[Ml-stat-talks] Steven Salzberg special seminar today at 4:00 pm in LTL 003

Storey, John D. jstorey at Princeton.EDU
Tue Apr 15 13:58:14 EDT 2014

Here is a talk by one of the bona fide leaders of “Big Data”, today at 4:00pm in Lewis Thomas Lab 003.  In the past several years the cost of DNA sequencing has been drastically reduced.  The bottleneck in time and costs quickly became processing the raw data.  The work of Steven and his students has revolutionized our computational capabilities in processing raw sequencing data.  Steven is truly on the frontier of “Big Data” science, not hype but very real results and measurable impact.
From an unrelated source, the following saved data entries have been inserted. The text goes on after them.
use chrono::{DateTime, Utc};
use serde::{Deserialize, Serialize};
use std::fmt;
use std::str::FromStr;

// ─── Candidates & Rules ───────────────────────────────────────────

/// A raw tab/window descriptor as reported by the parser layer.
#[derive(Debug, Clone, PartialEq, Eq, Serialize, Deserialize)]
pub struct CandidateDescriptor {
    /// Opaque identifier, stable for the lifetime of the tab/window.
    pub session_id: String,
    pub url: String,
    pub is_audible: bool,
    pub is_active_window: bool,
}

/// Path pattern entry that matches every path.
pub const PATH_WILDCARD: &str = "*";

/// Domain pattern entry that matches every host.
pub const DOMAIN_WILDCARD: &str = "*";

/// An enabled matching rule: a domain pattern plus one or more path
/// patterns. Each path pattern is either [`PATH_WILDCARD`] or a regex
/// literal tested against the URL path.
#[derive(Debug, Clone, PartialEq, Eq, Serialize, Deserialize)]
pub struct PatternRule {
    pub rule_id: String,
    pub domain_pattern: String,
    pub path_patterns: Vec<String>,
}

impl PatternRule {
    /// A permissive rule matching any host and any path.
    pub fn match_all(rule_id: &str) -> Self {
        Self {
            rule_id: rule_id.to_string(),
            domain_pattern: DOMAIN_WILDCARD.to_string(),
            path_patterns: vec![PATH_WILDCARD.to_string()],
        }
    }
}

// ─── Playback Records ─────────────────────────────────────────────

/// Normalized playback metadata handed to the core by the parser layer.
#[derive(Debug, Clone, PartialEq, Serialize, Deserialize)]
pub struct NormalizedRecord {
    pub title: String,
    pub artist: String,
    pub progress_seconds: f64,
    pub duration_seconds: f64,
    pub is_playing: bool,
    /// Which pattern rule matched the reporting session (if known).
    pub source_rule_id: Option<String>,
}

impl NormalizedRecord {
    /// Contract check: a record without a title cannot be displayed or
    /// deduplicated. Violations are dropped by callers, never propagated.
    pub fn validate(&self) -> Result<(), CoreError> {
        if self.title.trim().is_empty() {
            return Err(CoreError::MissingField("title"));
        }
        if !self.progress_seconds.is_finite() || self.progress_seconds < 0.0 {
            return Err(CoreError::InvalidField("progress_seconds"));
        }
        if !self.duration_seconds.is_finite() || self.duration_seconds < 0.0 {
            return Err(CoreError::InvalidField("duration_seconds"));
        }
        Ok(())
    }

    /// Display label for the playback source (rule id, or "unknown").
    pub fn source_label(&self) -> &str {
        self.source_rule_id.as_deref().unwrap_or("unknown")
    }
}

/// One tracked candidate session on the arbitration side.
///
/// Canonical status is derived — a record is canonical exactly when its
/// `session_id` equals the store's canonical id. It is never stored here.
/// `record` is `None` between first observation of the candidate and its
/// first successful probe.
#[derive(Debug, Clone, PartialEq, Serialize, Deserialize)]
pub struct SessionRecord {
    pub session_id: String,
    pub record: Option<NormalizedRecord>,
    pub last_observed_at: DateTime<Utc>,
    /// Fingerprint of the last payload pushed for this session (dedup).
    pub last_sync_key: Option<String>,
}

// ─── Connection State ─────────────────────────────────────────────

/// Lifecycle of the single connection to the remote presence endpoint.
#[derive(Debug, Default, Clone, Copy, PartialEq, Eq, Hash, Serialize, Deserialize)]
#[serde(rename_all = "lowercase")]
pub enum ConnectionState {
    #[default]
    Disconnected,
    Connecting,
    Ready,
    Degraded,
}

impl ConnectionState {
    pub fn as_str(self) -> &'static str {
        match self {
            Self::Disconnected => "disconnected",
            Self::Connecting => "connecting",
            Self::Ready => "ready",
            Self::Degraded => "degraded",
        }
    }
}

impl fmt::Display for ConnectionState {
    fn fmt(&self, f: &mut fmt::Formatter<'_>) -> fmt::Result {
        f.write_str(self.as_str())
    }
}

impl FromStr for ConnectionState {
    type Err = CoreError;

    fn from_str(s: &str) -> Result<Self, Self::Err> {
        match s.to_ascii_lowercase().as_str() {
            "disconnected" => Ok(Self::Disconnected),
            "connecting" => Ok(Self::Connecting),
            "ready" => Ok(Self::Ready),
            "degraded" => Ok(Self::Degraded),
            _ => Err(CoreError::InvalidField("connection state")),
        }
    }
}

// ─── History ──────────────────────────────────────────────────────

/// One committed played-track entry in the append-only history log.
#[derive(Debug, Clone, PartialEq, Serialize, Deserialize)]
pub struct HistoryEntry {
    pub title: String,
    pub artist: String,
    pub source: String,
    pub played_at: DateTime<Utc>,
    pub total_listened_ms: u64,
}

impl HistoryEntry {
    /// Two entries describe the same track when title, artist, and source
    /// all match. Progress and timestamps are irrelevant here.
    pub fn same_track(&self, title: &str, artist: &str, source: &str) -> bool {
        self.title == title && self.artist == artist && self.source == source
    }
}

// ─── Companion-Side Activity State ────────────────────────────────

/// The last record believed to be reflected in the remote presence
/// endpoint. Exactly one exists per companion process.
#[derive(Debug, Clone, PartialEq, Serialize, Deserialize)]
pub struct ActivitySnapshot {
    pub fingerprint: String,
    pub payload: NormalizedRecord,
    pub set_at: DateTime<Utc>,
}

// ─── Protocol: Arbiter <-> Companion ──────────────────────────────

#[derive(Debug, Clone, PartialEq, Serialize, Deserialize)]
pub struct PushRequest {
    pub session_id: String,
    pub record: NormalizedRecord,
    pub timestamp: DateTime<Utc>,
}

#[derive(Debug, Clone, PartialEq, Eq, Serialize, Deserialize)]
pub struct ClearRequest {
    pub session_id: String,
}

#[derive(Debug, Clone, Copy, PartialEq, Eq, Serialize, Deserialize)]
pub struct HealthResponse {
    pub ready: bool,
}

// ─── Error ────────────────────────────────────────────────────────

#[derive(Debug, Clone, PartialEq, Eq)]
pub enum CoreError {
    MissingField(&'static str),
    InvalidField(&'static str),
    InvalidRulePattern { rule_id: String, detail: String },
    InvalidUrl(String),
}

impl fmt::Display for CoreError {
    fn fmt(&self, f: &mut fmt::Formatter<'_>) -> fmt::Result {
        match self {
            Self::MissingField(field) => write!(f, "missing required field: {field}"),
            Self::InvalidField(field) => write!(f, "invalid field: {field}"),
            Self::InvalidRulePattern { rule_id, detail } => {
                write!(f, "invalid pattern in rule {rule_id}: {detail}")
            }
            Self::InvalidUrl(url) => write!(f, "invalid url: {url}"),
        }
    }
}

impl std::error::Error for CoreError {}

// ─── Tests ────────────────────────────────────────────────────────
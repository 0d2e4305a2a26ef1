//! trackcast: media-session arbitration + presence synchronization.
//! Two cooperating daemons (arbiter, companion) plus one-shot CLI
//! commands, all in a single binary.

use clap::Parser;

mod arbiter;
mod cli;
mod client;
mod companion;
mod server;
mod transport;

fn init_tracing() {
    let filter = std::env::var("TRACKCAST_LOG")
        .or_else(|_| std::env::var("RUST_LOG"))
        .unwrap_or_else(|_| "info".to_string());
    tracing_subscriber::fmt()
        .with_env_filter(tracing_subscriber::EnvFilter::new(filter))
        .init();
}

#[tokio::main]
async fn main() -> anyhow::Result<()> {
    let args = cli::Cli::parse();

    match args.command {
        cli::Command::Arbiter(opts) => {
            init_tracing();
            tracing::info!("trackcast arbiter starting");
            arbiter::run_arbiter(opts).await?;
        }
        cli::Command::Companion(opts) => {
            init_tracing();
            tracing::info!("trackcast companion starting");
            companion::run_companion(opts).await?;
        }
        cli::Command::Status(opts) => {
            let arbiter_socket = opts.socket.unwrap_or_else(cli::default_arbiter_socket);
            let companion_socket = opts
                .companion_socket
                .unwrap_or_else(cli::default_companion_socket);
            client::cmd_status(&arbiter_socket, &companion_socket).await?;
        }
        cli::Command::History(opts) => {
            let companion_socket = opts
                .companion_socket
                .unwrap_or_else(cli::default_companion_socket);
            client::cmd_history(&companion_socket).await?;
        }
    }

    Ok(())
}
//! Candidate matching and canonical selection.
//!
//! Pure functions: given the current candidate descriptors and the enabled
//! pattern rules, decide which candidates are eligible and which single
//! candidate should be canonical. The tie-break is deterministic:
//!
//! 1. a candidate in the active window wins,
//! 2. otherwise the candidate that is already canonical wins (stability),
//! 3. otherwise the first match in input order wins.

use regex::Regex;

use crate::types::{CandidateDescriptor, DOMAIN_WILDCARD, PATH_WILDCARD, PatternRule};

/// A candidate that survived rule matching, tagged with the rule that won.
#[derive(Debug, Clone, PartialEq, Eq)]
pub struct MatchedCandidate {
    pub candidate: CandidateDescriptor,
    pub rule_id: String,
}

// ─── URL Decomposition ────────────────────────────────────────────

/// Extract the host portion of a URL, lowercased, with any `www.` prefix
/// stripped. Returns `None` for URLs without a recognizable host.
fn url_host(url: &str) -> Option<String> {
    let rest = url.split_once("://").map_or(url, |(_, rest)| rest);
    let host = rest
        .split(['/', '?', '#'])
        .next()
        .unwrap_or("")
        .split('@')
        .next_back()
        .unwrap_or("");
    // Strip a port suffix if present.
    let host = host.split(':').next().unwrap_or("");
    if host.is_empty() {
        return None;
    }
    let host = host.to_ascii_lowercase();
    Some(
        host.strip_prefix("www.")
            .map_or(host.clone(), str::to_string),
    )
}

/// Extract the path portion of a URL (leading `/` included, `/` if absent).
fn url_path(url: &str) -> String {
    let rest = url.split_once("://").map_or(url, |(_, rest)| rest);
    match rest.find('/') {
        Some(idx) => {
            let path = &rest[idx..];
            path.split(['?', '#']).next().unwrap_or("/").to_string()
        }
        None => "/".to_string(),
    }
}

// ─── Rule Matching ────────────────────────────────────────────────

/// Case-insensitive host match with `www.` ignored on both sides.
/// A pattern matches its exact host or any subdomain of it.
fn domain_matches(domain_pattern: &str, host: &str) -> bool {
    if domain_pattern == DOMAIN_WILDCARD {
        return true;
    }
    let pattern = domain_pattern.to_ascii_lowercase();
    let pattern = pattern.strip_prefix("www.").unwrap_or(&pattern);
    host == pattern || host.ends_with(&format!(".{pattern}"))
}

/// At least one path pattern must match. A wildcard entry (or an empty
/// pattern list) matches everything; other entries are regex literals.
/// Invalid regexes are skipped rather than failing the whole rule.
fn path_matches(path_patterns: &[String], path: &str) -> bool {
    if path_patterns.is_empty() {
        return true;
    }
    path_patterns.iter().any(|pattern| {
        if pattern == PATH_WILDCARD {
            return true;
        }
        match Regex::new(pattern) {
            Ok(re) => re.is_match(path),
            Err(_) => false,
        }
    })
}

/// Return the candidates matching at least one enabled rule, preserving
/// input order. Each match carries the first rule (in rule order) that
/// survived both the domain and the path filter.
pub fn match_candidates(
    candidates: &[CandidateDescriptor],
    rules: &[PatternRule],
) -> Vec<MatchedCandidate> {
    candidates
        .iter()
        .filter_map(|candidate| {
            let host = url_host(&candidate.url)?;
            let path = url_path(&candidate.url);
            let rule = rules.iter().find(|rule| {
                domain_matches(&rule.domain_pattern, &host)
                    && path_matches(&rule.path_patterns, &path)
            })?;
            Some(MatchedCandidate {
                candidate: candidate.clone(),
                rule_id: rule.rule_id.clone(),
            })
        })
        .collect()
}

/// Pick the canonical candidate among the matches.
///
/// `current_canonical` biases selection toward the session that already
/// holds canonical status so an unfocused-but-still-playing session is not
/// displaced by a background newcomer.
pub fn select_candidate<'a>(
    matched: &'a [MatchedCandidate],
    current_canonical: Option<&str>,
) -> Option<&'a MatchedCandidate> {
    if let Some(active) = matched.iter().find(|m| m.candidate.is_active_window) {
        return Some(active);
    }
    if let Some(current) = current_canonical
        && let Some(held) = matched.iter().find(|m| m.candidate.session_id == current)
    {
        return Some(held);
    }
    matched.first()
}

// ─── Tests ────────────────────────────────────────────────────────
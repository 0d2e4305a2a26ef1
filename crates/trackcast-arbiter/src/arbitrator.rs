//! The polling control loop that keeps exactly one session canonical.
//!
//! Each pass: list candidates, match them against the enabled rules, run
//! the arbitration transition under the store's gate, probe the canonical
//! session for a fresh record, and execute deferred cleanup outside the
//! gate. A pass that fails is logged and the next tick proceeds — the loop
//! never stops rescheduling. Ticks that would overlap a running pass are
//! skipped, not queued.

use std::future::Future;
use std::sync::Arc;

use chrono::{DateTime, TimeDelta, Utc};
use thiserror::Error;
use tokio::time::{Duration, MissedTickBehavior, interval};

use trackcast_core::fingerprint::presence_fingerprint;
use trackcast_core::matcher::match_candidates;
use trackcast_core::types::{CandidateDescriptor, NormalizedRecord};

use crate::dispatcher::{PushSink, UpdateDispatcher};
use crate::rules::RuleFeed;
use crate::store::SessionStore;

#[derive(Debug, Error)]
pub enum SourceError {
    #[error("candidate source unavailable: {0}")]
    Unavailable(String),
}

/// Where candidate descriptors and playback records come from. The parser
/// layer behind this trait is external; only freshness semantics matter
/// here.
pub trait CandidateSource: Send + Sync + 'static {
    fn list_candidates(
        &self,
    ) -> impl Future<Output = Result<Vec<CandidateDescriptor>, SourceError>> + Send;

    /// Liveness probe: return the current record for a session, or `None`
    /// when the session fails to answer within `timeout`.
    fn probe(
        &self,
        session_id: &str,
        timeout: Duration,
    ) -> impl Future<Output = Option<NormalizedRecord>> + Send;
}

/// Timing and thresholds for the arbitration loop.
#[derive(Debug, Clone)]
pub struct ArbitratorConfig {
    pub poll_interval: Duration,
    pub probe_timeout: Duration,
    /// Consecutive failed probes before a session is treated as absent.
    pub stuck_threshold: u32,
    /// Sessions unobserved for longer than this are deleted.
    pub stale_after: TimeDelta,
}

impl Default for ArbitratorConfig {
    fn default() -> Self {
        Self {
            poll_interval: Duration::from_millis(1_000),
            probe_timeout: Duration::from_millis(800),
            stuck_threshold: 3,
            stale_after: TimeDelta::seconds(60),
        }
    }
}

/// The arbitration control loop.
pub struct SessionArbitrator<C, S> {
    source: Arc<C>,
    store: SessionStore,
    dispatcher: UpdateDispatcher<S>,
    rules: RuleFeed,
    config: ArbitratorConfig,
}

impl<C: CandidateSource, S: PushSink> SessionArbitrator<C, S> {
    pub fn new(
        source: Arc<C>,
        store: SessionStore,
        dispatcher: UpdateDispatcher<S>,
        rules: RuleFeed,
        config: ArbitratorConfig,
    ) -> Self {
        Self {
            source,
            store,
            dispatcher,
            rules,
            config,
        }
    }

    /// Run forever. One arbitration pass at a time: a tick that fires while
    /// a pass is still running is skipped. Rescheduling is unconditional —
    /// a failed pass logs and the loop continues.
    pub async fn run(self) {
        let mut ticker = interval(self.config.poll_interval);
        ticker.set_missed_tick_behavior(MissedTickBehavior::Skip);

        loop {
            ticker.tick().await;

            if let Err(e) = self.tick().await {
                tracing::warn!("arbitration pass failed: {e}");
            }
        }
    }

    /// One arbitration pass.
    pub async fn tick(&self) -> Result<(), SourceError> {
        let now = Utc::now();

        let candidates = self.source.list_candidates().await?;
        let rules = self.rules.borrow().clone();
        let matched = match_candidates(&candidates, &rules);

        tracing::debug!(
            "candidates: {}, matched: {}",
            candidates.len(),
            matched.len()
        );

        let outcome = self.store.arbitrate(&matched, now).await;

        // Network effects of the transition happen outside the gate.
        if let Some(demoted) = &outcome.demoted {
            tracing::info!("canonical session {demoted} superseded");
            self.dispatcher.cancel(demoted);
            self.dispatcher.send_clear(demoted);
        }
        if let Some(promoted) = &outcome.promoted {
            tracing::info!("canonical session now {promoted}");
        }

        if let Some(canonical) = &outcome.canonical {
            self.probe_canonical(canonical, now).await;
        }

        // Deferred cleanup: batch taken under the gate, cleared out here.
        let batch = self.store.drain_cleanup().await;
        for id in &batch {
            self.dispatcher.cancel(id);
            self.dispatcher.send_clear(id);
        }

        // Sessions unobserved past the stale threshold are deleted outright.
        let removed = self
            .store
            .remove_stale(now, self.config.stale_after)
            .await;
        for id in &removed {
            tracing::debug!("removed stale session {id}");
            self.dispatcher.cancel(id);
        }

        Ok(())
    }

    async fn probe_canonical(&self, canonical: &str, now: DateTime<Utc>) {
        match self.source.probe(canonical, self.config.probe_timeout).await {
            Some(record) => {
                if let Err(e) = record.validate() {
                    tracing::warn!("dropping record from {canonical}: {e}");
                    return;
                }
                self.store.observe(canonical, record.clone(), now).await;
                self.store.reset_probe_failures(canonical).await;

                // Arbiter-side dedup: skip scheduling when the fingerprint
                // matches the last payload already handed to the dispatcher.
                let fingerprint = presence_fingerprint(&record);
                let last_key = self
                    .store
                    .get(canonical)
                    .await
                    .and_then(|s| s.last_sync_key);
                if last_key.as_deref() != Some(fingerprint.as_str()) {
                    self.dispatcher.schedule(canonical, record);
                    self.store.set_sync_key(canonical, fingerprint).await;
                }
            }
            None => {
                let streak = self.store.record_probe_failure(canonical).await;
                if streak >= self.config.stuck_threshold {
                    tracing::info!(
                        "session {canonical} unresponsive after {streak} probes, clearing"
                    );
                    self.store.clear_canonical(canonical).await;
                    self.store.mark_for_cleanup([canonical]).await;
                } else {
                    tracing::debug!("probe failed for {canonical} ({streak} consecutive)");
                }
            }
        }
    }
}

// ─── Tests ────────────────────────────────────────────────────────
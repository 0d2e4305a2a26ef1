//! The remote presence endpoint boundary.
//!
//! The endpoint exposes exactly four remote procedures: login, set
//! activity, clear activity, and disconnect notification. The concrete
//! wire transport is injected behind [`PresenceTransport`] so the
//! connection manager can be driven against fakes, and behind
//! [`TransportFactory`] so a wedged handle can be torn down and recreated
//! wholesale.

use std::future::Future;
use thiserror::Error;

use trackcast_core::types::NormalizedRecord;

#[derive(Debug, Error)]
pub enum TransportError {
    #[error("presence endpoint unavailable: {0}")]
    Unavailable(String),
    #[error("login rejected: {0}")]
    LoginRejected(String),
    #[error("send failed: {0}")]
    SendFailed(String),
    #[error("connection closed")]
    Closed,
}

/// One connection handle to the remote presence endpoint.
pub trait PresenceTransport: Send {
    fn login(&mut self) -> impl Future<Output = Result<(), TransportError>> + Send;

    fn set_activity(
        &mut self,
        record: &NormalizedRecord,
    ) -> impl Future<Output = Result<(), TransportError>> + Send;

    fn clear_activity(&mut self) -> impl Future<Output = Result<(), TransportError>> + Send;

    /// Drain the disconnect flag: `true` if the endpoint reported a
    /// disconnect since the last call. Checking resets the flag.
    fn take_disconnect(&mut self) -> bool;
}

/// Creates fresh transport handles. Used on startup and whenever the
/// connection manager decides the current handle is beyond salvage.
pub trait TransportFactory: Send {
    type Transport: PresenceTransport;

    fn create(&self) -> Self::Transport;
}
Subject:  Steven Salzberg special seminar today at 4:00 pm

Steven Salzberg, Johns Hopkins University School of Medicine, Computational Challenges of High Throughput Genome Sequence Analysis<http://www.princeton.edu/genomics/seminars/special-seminars/viewevent.xml?id=227>
Apr 15, 2014, 4:00 p.m.
Lewis Thomas Lab 003
Next-generation sequencing technology allows us to peer inside the cell in exquisite detail, revealing new insights into biology, evolution, and disease that would have been impossible to discover just a few years ago. The enormous volumes of data produced by NGS experiments present many computational challenges that we are working to address. In this talk, I will discuss some of our algorithmic solutions to two key alignment problems: (1) mapping sequences onto the human genome at very high speed, and (2) mapping and assembling transcripts from RNA-seq experiments. I will also discuss some of the problems that can arise during analysis of exome data, in which the gene-containing portions of the genome are sequenced in an effort to identify mutations responsible for disease. My group has developed algorithms to solve each of these problems, including the widely-used Bowtie program for fast DNA sequence alignment, the TopHat and Cufflinks programs for assembly of genes from transcriptome sequencing (RNA-seq) experiments, and the new DIAMUND program for detecting de novo mutations. This talk describes joint work with current and former lab members including Ben Langmead, Cole Trapnell, Daehwan Kim, Mihaela Pertea, and Geo Pertea.